Review: In Time

Justin Timberlake shines in his first lead role. He is so believable as a do-good rebel – it’s hard to remember that he comes from a teen-bopping boyband background.

Sci fi thriller In Time is a really interesting look at what the future could be. The story revolves around the theory that ‘time is money’. Quite literally. Currency has been replaced by time, with every member of society wearing a digital clock on their arm and earning time for every shift they clock in for. Most people who live in the ‘ghetto’ survive day-by-day whereas others give ‘decades’ as birthday gifts. Everyone starts earning time from their 25th birthday, and so everyone stays young.

The lead character is Will Salas, played by Justin Timberlake. Living in the ghetto with his mum (Olivia Wilde) Will works at a factory and usually only has a day on his clock. But one night he is given a gift – of 100 years – by a drunken man who he meets in a bar. The morning after he finds the guy timed out and a small note which simply says ‘don’t waste my time.’ Suddenly Will has years to play with and so, naturally, time slows down and he begins to enjoy the finer things in life. It all speeds up again though when Will, who is suspected of murdering his acquaintance, goes on the run and takes a millionaire’s daughter (Amanda Seyfried) hostage. They soon spark up a romantic relationship and go on a mission to distribute time to the poor.

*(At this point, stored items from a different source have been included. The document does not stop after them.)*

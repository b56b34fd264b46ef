//! Sample payloads and pre-built chains for tests.

use chrono::Utc;
use rust_decimal::Decimal;
use shared_types::{
    AdminRole, Contract, ContractCreationRecord, ContractStatus, ValidationRecord,
};
use uuid::Uuid;

use crate::domain::{BlockPayload, Chain};

/// A bare contract in `Draft`, without workflow steps.
pub fn sample_contract() -> Contract {
    let now = Utc::now();
    Contract {
        id: Uuid::new_v4(),
        entity_code: "ALC-MED-001".to_string(),
        entity_name: "Alcaldía de Medellín".to_string(),
        contract_type: "OBRA_PUBLICA".to_string(),
        description: "Construcción de puente peatonal".to_string(),
        amount: Decimal::new(2_500_000_000, 0),
        status: ContractStatus::Draft,
        created_by: "dev-001".to_string(),
        created_at: now,
        updated_at: now,
        current_step: 1,
        validation_steps: Vec::new(),
        audit_trail: Vec::new(),
    }
}

pub fn creation_payload() -> BlockPayload {
    BlockPayload::ContractCreation(ContractCreationRecord {
        contract: sample_contract(),
    })
}

pub fn validation_payload() -> BlockPayload {
    BlockPayload::Validation(ValidationRecord {
        contract_id: Uuid::new_v4(),
        step: 1,
        validator_id: "dev-001".to_string(),
        validator_name: "Ana Restrepo".to_string(),
        role: AdminRole::ProjectDeveloper,
        approved: true,
        comments: "Documentación completa".to_string(),
        timestamp: Utc::now(),
        audit_entries: Vec::new(),
    })
}

/// Genesis followed by `extra` contract-creation blocks.
pub fn chain_with_blocks(extra: usize) -> Chain {
    let mut chain = Chain::new().expect("genesis");
    for _ in 0..extra {
        chain.append(creation_payload()).expect("append");
    }
    chain
}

Timberlake is very believable in this futuristic Robin Hood role. His character is relateable and has you backing him the entire way. The chemistry between Timberlake and Seyfried is also really sincere. Seyfried plays a rather different character than usual and she is almost unrecognisable in a fiery red wig. The two characters compliment each other well – he is tired of injustice and she is desperate to break free from her fathers empire.

The message of the film is quite clear too. It’s all about the rich taking things for themselves and limiting how much time the poorer members of society can earn. Although it is set in the future there are some scary resemblences to society today. Will we all wear clocks on our arms and pay for bread with time? We doubt it. Will there always be a struggle between the rich and the poor? Probably.